A Comparison of Insoles Used to Prevent Neuropathic Diabetic Foot Ulceration

A Comparison of Functional and Prefabricated Insoles Used for the Preventative Management of Neuropathic Diabetic Foot Ulceration: a Single Blind Randomised Control Trial

Importance of the topic:

Lower extremity amputation is a costly complication of diabetes for both the NHS and the patient. Amputation may be avoided if the preceding foot ulceration can be prevented. One method of reducing the risk of ulceration in the neuropathic foot is through the provision of therapeutic insoles. The type of insole prescribed (prefabricated verses custom made) is currently based on anecdotal evidence. The idea held by many practitioners that the custom made insole is superior in its effect remains speculation, unsupported by the evidence. In the absence of economic analysis, the available data suggests that the custom insole is substantially more expensive to the NHS. This study, to determine which of two types of insole used in therapeutic shoes reduces peak pressure more in the at-risk diabetic foot, is therefore a very important topic and will provide both useful evidence for the NHS podiatry services. It is of course also very important for patients with diabetes as the personal suffering of those undergoing amputation is immense.

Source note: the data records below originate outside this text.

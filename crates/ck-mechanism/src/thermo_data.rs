//! Immutable, index-resolved mechanism tables.
//!
//! `ThermoData` is built once from a [`MechanismDescription`] and then only
//! read. Species live in parallel flat arrays; reactions reference species by
//! array index, so the evaluation loops never chase pointers or hash names.

use nalgebra::{DMatrix, DVector};
use tracing::debug;

use ck_core::{ReactionId, SpeciesId};

use crate::description::MechanismDescription;
use crate::error::{MechanismError, MechanismResult};
use crate::nasa7::Nasa7;
use crate::reaction::{Arrhenius, ReactionKind, Troe};
use crate::validate;

/// Relative tolerance on the per-reaction mass balance.
const MASS_BALANCE_REL_TOL: f64 = 1e-9;

/// Third-body treatment of a compiled reaction.
#[derive(Debug, Clone, PartialEq)]
pub enum Collider {
    None,
    /// Dense collision efficiencies, one per species.
    ThirdBody { efficiencies: Vec<f64> },
    Falloff {
        low: Arrhenius,
        efficiencies: Vec<f64>,
        troe: Option<Troe>,
    },
}

/// A reaction with every species resolved to an index.
#[derive(Debug, Clone, PartialEq)]
pub struct CompiledReaction {
    pub equation: String,
    pub reactants: Vec<(usize, f64)>,
    pub products: Vec<(usize, f64)>,
    /// Net stoichiometry `ν'' − ν'`, zero entries dropped
    pub net: Vec<(usize, f64)>,
    /// `Σν'' − Σν'`, the change in moles of gas
    pub delta_nu: f64,
    pub rate: Arrhenius,
    pub reversible: bool,
    pub collider: Collider,
}

/// Read-only thermodynamic and kinetic tables for one mechanism.
#[derive(Debug, Clone)]
pub struct ThermoData {
    name: String,
    species_names: Vec<String>,
    molar_masses: Vec<f64>,
    inv_molar_masses: Vec<f64>,
    polynomials: Vec<Nasa7>,
    reactions: Vec<CompiledReaction>,
    /// Net stoichiometric matrix, species x reactions
    stoichiometry: DMatrix<f64>,
    t_min: f64,
    t_max: f64,
}

impl ThermoData {
    /// Validate a description and build the tables.
    pub fn compile(desc: &MechanismDescription) -> MechanismResult<Self> {
        let index = validate::validate_species(desc)?;
        let n = desc.species.len();

        let mut reactions = Vec::with_capacity(desc.reactions.len());
        for r in &desc.reactions {
            validate::validate_rate(r, &r.rate, "rate constant")?;
            let reactants = validate::resolve_side(r, &r.reactants, "reactants", &index)?;
            let products = validate::resolve_side(r, &r.products, "products", &index)?;

            let collider = match &r.kind {
                ReactionKind::Elementary => Collider::None,
                ReactionKind::ThreeBody { efficiencies } => Collider::ThirdBody {
                    efficiencies: validate::resolve_efficiencies(r, efficiencies, &index, n)?,
                },
                ReactionKind::Falloff {
                    low,
                    efficiencies,
                    troe,
                } => {
                    validate::validate_rate(r, low, "low-pressure rate constant")?;
                    if let Some(t) = troe {
                        let finite = t.a.is_finite()
                            && t.t3.is_finite()
                            && t.t1.is_finite()
                            && t.t2.is_none_or(f64::is_finite);
                        if !finite || t.t3 == 0.0 || t.t1 == 0.0 {
                            return Err(MechanismError::InvalidRateParameter {
                                reaction: r.equation.clone(),
                                what: "Troe parameters must be finite with non-zero T1 and T3",
                            });
                        }
                    }
                    Collider::Falloff {
                        low: *low,
                        efficiencies: validate::resolve_efficiencies(
                            r,
                            efficiencies,
                            &index,
                            n,
                        )?,
                        troe: *troe,
                    }
                }
            };

            let net = net_stoichiometry(&reactants, &products);
            let delta_nu = products.iter().map(|(_, nu)| nu).sum::<f64>()
                - reactants.iter().map(|(_, nu)| nu).sum::<f64>();

            reactions.push(CompiledReaction {
                equation: r.equation.clone(),
                reactants,
                products,
                net,
                delta_nu,
                rate: r.rate,
                reversible: r.reversible,
                collider,
            });
        }

        let molar_masses: Vec<f64> = desc.species.iter().map(|s| s.molar_mass).collect();
        let stoichiometry = stoichiometric_matrix(n, &reactions);
        check_mass_balance(&stoichiometry, &molar_masses, &reactions)?;

        let polynomials: Vec<Nasa7> = desc.species.iter().map(|s| s.thermo).collect();
        let t_min = polynomials
            .iter()
            .map(|p| p.t_low)
            .fold(f64::NEG_INFINITY, f64::max);
        let t_max = polynomials
            .iter()
            .map(|p| p.t_high)
            .fold(f64::INFINITY, f64::min);
        if t_min >= t_max {
            return Err(MechanismError::EmptyTemperatureRange {
                name: desc.name.clone(),
            });
        }

        debug!(
            mechanism = %desc.name,
            species = n,
            reactions = reactions.len(),
            t_min,
            t_max,
            "compiled mechanism"
        );

        Ok(Self {
            name: desc.name.clone(),
            species_names: desc.species.iter().map(|s| s.name.clone()).collect(),
            inv_molar_masses: molar_masses.iter().map(|w| 1.0 / w).collect(),
            molar_masses,
            polynomials,
            reactions,
            stoichiometry,
            t_min,
            t_max,
        })
    }

    pub fn name(&self) -> &str {
        &self.name
    }

    pub fn num_species(&self) -> usize {
        self.species_names.len()
    }

    pub fn num_reactions(&self) -> usize {
        self.reactions.len()
    }

    pub fn species_names(&self) -> &[String] {
        &self.species_names
    }

    /// Look up a species index by name.
    pub fn species_index(&self, name: &str) -> Option<SpeciesId> {
        self.species_names
            .iter()
            .position(|s| s == name)
            .map(|i| SpeciesId::from_index(i as u32))
    }

    /// Molar masses [kg/kmol] in species order.
    pub fn molar_masses(&self) -> &[f64] {
        &self.molar_masses
    }

    /// Reciprocal molar masses [kmol/kg], precomputed for the hot loops.
    pub fn inv_molar_masses(&self) -> &[f64] {
        &self.inv_molar_masses
    }

    pub fn polynomials(&self) -> &[Nasa7] {
        &self.polynomials
    }

    pub fn reactions(&self) -> &[CompiledReaction] {
        &self.reactions
    }

    pub fn reaction(&self, id: ReactionId) -> Option<&CompiledReaction> {
        self.reactions.get(id.ix())
    }

    /// Net stoichiometric matrix `ν`, species x reactions.
    pub fn stoichiometry(&self) -> &DMatrix<f64> {
        &self.stoichiometry
    }

    /// Temperature range covered by every species polynomial [K].
    pub fn temperature_range(&self) -> (f64, f64) {
        (self.t_min, self.t_max)
    }
}

fn net_stoichiometry(reactants: &[(usize, f64)], products: &[(usize, f64)]) -> Vec<(usize, f64)> {
    let mut net: Vec<(usize, f64)> = products.to_vec();
    for &(i, nu) in reactants {
        match net.iter_mut().find(|(j, _)| *j == i) {
            Some((_, existing)) => *existing -= nu,
            None => net.push((i, -nu)),
        }
    }
    net.retain(|(_, nu)| *nu != 0.0);
    net.sort_by_key(|(i, _)| *i);
    net
}

fn stoichiometric_matrix(n_species: usize, reactions: &[CompiledReaction]) -> DMatrix<f64> {
    let mut nu = DMatrix::zeros(n_species, reactions.len());
    for (r, reaction) in reactions.iter().enumerate() {
        for &(i, coeff) in &reaction.net {
            nu[(i, r)] = coeff;
        }
    }
    nu
}

/// Every reaction must satisfy `Σ_i ν_ir W_i = 0`, i.e. `νᵀ W = 0`.
fn check_mass_balance(
    stoichiometry: &DMatrix<f64>,
    molar_masses: &[f64],
    reactions: &[CompiledReaction],
) -> MechanismResult<()> {
    let w = DVector::from_column_slice(molar_masses);
    let imbalance = stoichiometry.transpose() * &w;
    let scale = stoichiometry.abs().transpose() * &w;

    for (r, reaction) in reactions.iter().enumerate() {
        if imbalance[r].abs() > MASS_BALANCE_REL_TOL * scale[r] {
            return Err(MechanismError::MassImbalance {
                reaction: reaction.equation.clone(),
                imbalance: imbalance[r],
            });
        }
    }
    Ok(())
}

The study is a single blind randomised controlled trial comparing custom made with 'off the shelf' insoles.

Study Overview

• Status: Completed
• Conditions: Diabetes; Neuropathic Foot
• Intervention / Treatment: Device: Insole

Detailed Description

Aim The study compared custom-made functional insoles with prefabricated insoles for the preventative management of neuropathic diabetic feet, assessing effects on peak pressure, forefoot pressure time integral, total contact area, forefoot rate of loading, duration of load as a percentage of stance, quality of life, perceived foot health and cost.

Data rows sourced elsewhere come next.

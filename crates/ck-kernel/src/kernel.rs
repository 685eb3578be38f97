//! The `Kernel` facade.

use std::sync::Arc;

use ck_core::units::{Pressure, pa};
use ck_core::SpeciesId;
use ck_kinetics::Workspace;
use ck_mechanism::{MechanismDescription, ThermoData};
use ck_solver::{TemperatureSolution, solve_temperature};
use ck_thermo::{EnergyMode, MixtureState, eos};
use rayon::prelude::*;
use tracing::{debug, warn};

use crate::cell::{CellInput, CellSource};
use crate::config::KernelConfig;
use crate::error::{KernelError, KernelResult};
use crate::identity::KernelIdentity;

/// Immutable thermochemistry model bound to one mechanism.
///
/// Cloning is cheap (the tables sit behind an `Arc`) and a `Kernel` can be
/// shared across threads. Every method is a pure function of its arguments.
#[derive(Debug, Clone)]
pub struct Kernel {
    identity: KernelIdentity,
    thermo: Arc<ThermoData>,
    config: KernelConfig,
}

impl Kernel {
    /// Validate and compile `description` with the default configuration.
    pub fn new(description: &MechanismDescription) -> KernelResult<Self> {
        Self::with_config(description, KernelConfig::default())
    }

    pub fn with_config(
        description: &MechanismDescription,
        config: KernelConfig,
    ) -> KernelResult<Self> {
        let thermo = description.compile()?;
        Ok(Self::from_thermo(Arc::new(thermo), config))
    }

    /// Wrap already compiled tables.
    pub fn from_thermo(thermo: Arc<ThermoData>, config: KernelConfig) -> Self {
        let identity = KernelIdentity::from_thermo(&thermo);
        debug!(
            model = identity.model_name(),
            species = identity.num_species(),
            reactions = thermo.num_reactions(),
            "kernel ready"
        );
        Self {
            identity,
            thermo,
            config,
        }
    }

    pub fn identity(&self) -> &KernelIdentity {
        &self.identity
    }

    pub fn num_species(&self) -> usize {
        self.identity.num_species()
    }

    pub fn model_name(&self) -> &str {
        self.identity.model_name()
    }

    pub fn species_names(&self) -> &[String] {
        self.identity.species_names()
    }

    pub fn species_index(&self, name: &str) -> Option<SpeciesId> {
        self.thermo.species_index(name)
    }

    pub fn thermo(&self) -> &Arc<ThermoData> {
        &self.thermo
    }

    pub fn config(&self) -> &KernelConfig {
        &self.config
    }

    fn check_len(&self, y: &[f64]) -> KernelResult<()> {
        let expected = self.num_species();
        if y.len() == expected {
            Ok(())
        } else {
            Err(KernelError::LengthMismatch {
                expected,
                actual: y.len(),
            })
        }
    }

    /// Pressure [Pa] of the ideal-gas mixture.
    pub fn pressure(&self, rho: f64, t: f64, y: &[f64]) -> KernelResult<f64> {
        self.check_len(y)?;
        Ok(eos::pressure(&self.thermo, rho, t, y))
    }

    pub fn pressure_of(&self, state: &MixtureState) -> KernelResult<Pressure> {
        self.pressure(state.rho_si(), state.t_si(), state.mass_fractions())
            .map(pa)
    }

    /// Invert `e(T)` or `h(T)` for the temperature, starting from `t_guess`.
    pub fn get_temperature(
        &self,
        target: f64,
        t_guess: f64,
        y: &[f64],
        mode: EnergyMode,
    ) -> KernelResult<f64> {
        self.solve_temperature(target, t_guess, y, mode)
            .map(|sol| sol.temperature)
    }

    /// Like `get_temperature`, but also reports residual and iteration count.
    pub fn solve_temperature(
        &self,
        target: f64,
        t_guess: f64,
        y: &[f64],
        mode: EnergyMode,
    ) -> KernelResult<TemperatureSolution> {
        self.check_len(y)?;
        solve_temperature(&self.thermo, target, t_guess, y, mode, &self.config.newton)
            .map_err(KernelError::from)
    }

    /// Net molar production rates [kmol/(m³·s)] in species order.
    pub fn net_production_rates(&self, rho: f64, t: f64, y: &[f64]) -> KernelResult<Vec<f64>> {
        self.check_len(y)?;
        Ok(ck_kinetics::net_production_rates(&self.thermo, rho, t, y))
    }

    pub fn net_production_rates_of(&self, state: &MixtureState) -> KernelResult<Vec<f64>> {
        self.net_production_rates(state.rho_si(), state.t_si(), state.mass_fractions())
    }

    /// Rates of progress [kmol/(m³·s)] in reaction order.
    pub fn rates_of_progress(&self, rho: f64, t: f64, y: &[f64]) -> KernelResult<Vec<f64>> {
        self.check_len(y)?;
        Ok(ck_kinetics::rates_of_progress(&self.thermo, rho, t, y))
    }

    pub fn mixture_molar_mass(&self, y: &[f64]) -> KernelResult<f64> {
        self.check_len(y)?;
        Ok(eos::mixture_molar_mass(&self.thermo, y)?)
    }

    pub fn specific_internal_energy(&self, t: f64, y: &[f64]) -> KernelResult<f64> {
        self.check_len(y)?;
        Ok(eos::specific_internal_energy(&self.thermo, t, y))
    }

    pub fn specific_enthalpy(&self, t: f64, y: &[f64]) -> KernelResult<f64> {
        self.check_len(y)?;
        Ok(eos::specific_enthalpy(&self.thermo, t, y))
    }

    pub fn specific_heat_cv(&self, t: f64, y: &[f64]) -> KernelResult<f64> {
        self.check_len(y)?;
        Ok(eos::specific_heat_cv(&self.thermo, t, y))
    }

    pub fn specific_heat_cp(&self, t: f64, y: &[f64]) -> KernelResult<f64> {
        self.check_len(y)?;
        Ok(eos::specific_heat_cp(&self.thermo, t, y))
    }

    pub fn concentrations(&self, rho: f64, y: &[f64]) -> KernelResult<Vec<f64>> {
        self.check_len(y)?;
        Ok(eos::concentrations(&self.thermo, rho, y))
    }

    /// Invert temperature, then evaluate pressure and production rates.
    pub fn evaluate(&self, cell: &CellInput) -> KernelResult<CellSource> {
        let mut ws = Workspace::new(&self.thermo);
        self.evaluate_with(cell, &mut ws)
    }

    fn evaluate_with(&self, cell: &CellInput, ws: &mut Workspace) -> KernelResult<CellSource> {
        let sol = self.solve_temperature(cell.energy, cell.t_guess, &cell.y, cell.mode)?;
        let t = sol.temperature;
        let pressure = eos::pressure(&self.thermo, cell.rho, t, &cell.y);
        let mut rates = vec![0.0; self.num_species()];
        ck_kinetics::net_production_rates_into(&self.thermo, cell.rho, t, &cell.y, ws, &mut rates);
        Ok(CellSource {
            temperature: t,
            pressure,
            net_production_rates: rates,
        })
    }

    /// Evaluate independent cells in parallel, preserving input order.
    ///
    /// One failing cell does not affect the others.
    pub fn evaluate_cells(&self, cells: &[CellInput]) -> Vec<KernelResult<CellSource>> {
        let results: Vec<KernelResult<CellSource>> = cells
            .par_iter()
            .map_init(
                || Workspace::new(&self.thermo),
                |ws, cell| self.evaluate_with(cell, ws),
            )
            .collect();
        let failed = results.iter().filter(|r| r.is_err()).count();
        if failed > 0 {
            warn!(failed, total = cells.len(), "cell evaluations failed");
        }
        results
    }
}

Method Pilot work investigating the physical properties of materials used to fabricate insoles informed material selection. A single-blind randomised control trial recruited 119 neuropathic participants with diabetes from two Primary Care Trusts and randomly allocated them to either custom-made functional insoles or prefabricated insoles. Data was collected at issue and 6-month follow-up, using the F-scan in-shoe pressure measurement system. Patient perceptions were assessed with the Bristol Foot Score and Audit of Diabetes Dependant Quality of Life. Further analyses were carried out on two subgroups; 1) insole effect on peak pressure in 44 participants with pronated feet, over a 6-month follow-up period; 2) insole durability, investigated in a second subgroup of 60 participants for 12-months. Durability was evaluated in terms of change in insole thickness and reduction in peak pressure.

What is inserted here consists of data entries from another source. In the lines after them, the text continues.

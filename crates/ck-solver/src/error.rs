//! Error types for temperature inversion.

use std::fmt;

use ck_core::CkError;
use thiserror::Error;

/// Why a Newton inversion stopped without converging.
#[derive(Debug, Clone, Copy, PartialEq, Eq, Hash)]
pub enum FailureReason {
    /// Iteration cap reached.
    MaxIterations,
    /// `|c_v|` or `|c_p|` fell below `min_derivative` (e.g. all-zero Y).
    DegenerateDerivative,
    /// The guess or an iterate left the mechanism's valid temperature range.
    OutOfRange,
    /// A residual, derivative or iterate was NaN or infinite.
    NonFinite,
}

impl fmt::Display for FailureReason {
    fn fmt(&self, f: &mut fmt::Formatter<'_>) -> fmt::Result {
        let s = match self {
            FailureReason::MaxIterations => "iteration limit reached",
            FailureReason::DegenerateDerivative => "degenerate heat capacity",
            FailureReason::OutOfRange => "temperature outside valid range",
            FailureReason::NonFinite => "non-finite iterate",
        };
        f.write_str(s)
    }
}

#[derive(Error, Debug, Clone, PartialEq)]
pub enum SolverError {
    #[error(
        "Temperature inversion failed after {iterations} iterations ({reason}): \
         T = {temperature} K, residual = {residual}"
    )]
    TemperatureInversionFailed {
        /// Last iterate [K]
        temperature: f64,
        /// `f(T) − target` at the last iterate
        residual: f64,
        iterations: usize,
        reason: FailureReason,
    },
}

pub type SolverResult<T> = Result<T, SolverError>;

impl SolverError {
    pub fn reason(&self) -> FailureReason {
        match self {
            SolverError::TemperatureInversionFailed { reason, .. } => *reason,
        }
    }
}

impl From<SolverError> for CkError {
    fn from(e: SolverError) -> Self {
        CkError::InvalidArg {
            what: e.to_string(),
        }
    }
}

To increase the robustness of results, data analysis was calculated using three strategies; 1) pure intention-to-treat analysis, including all 119 participants randomised to an intervention; 2) intention-to-treat analysis, using all available data; 3) as-treated analysis, including those participants self-reporting full insole compliance, defined as 60% or more daytime wear.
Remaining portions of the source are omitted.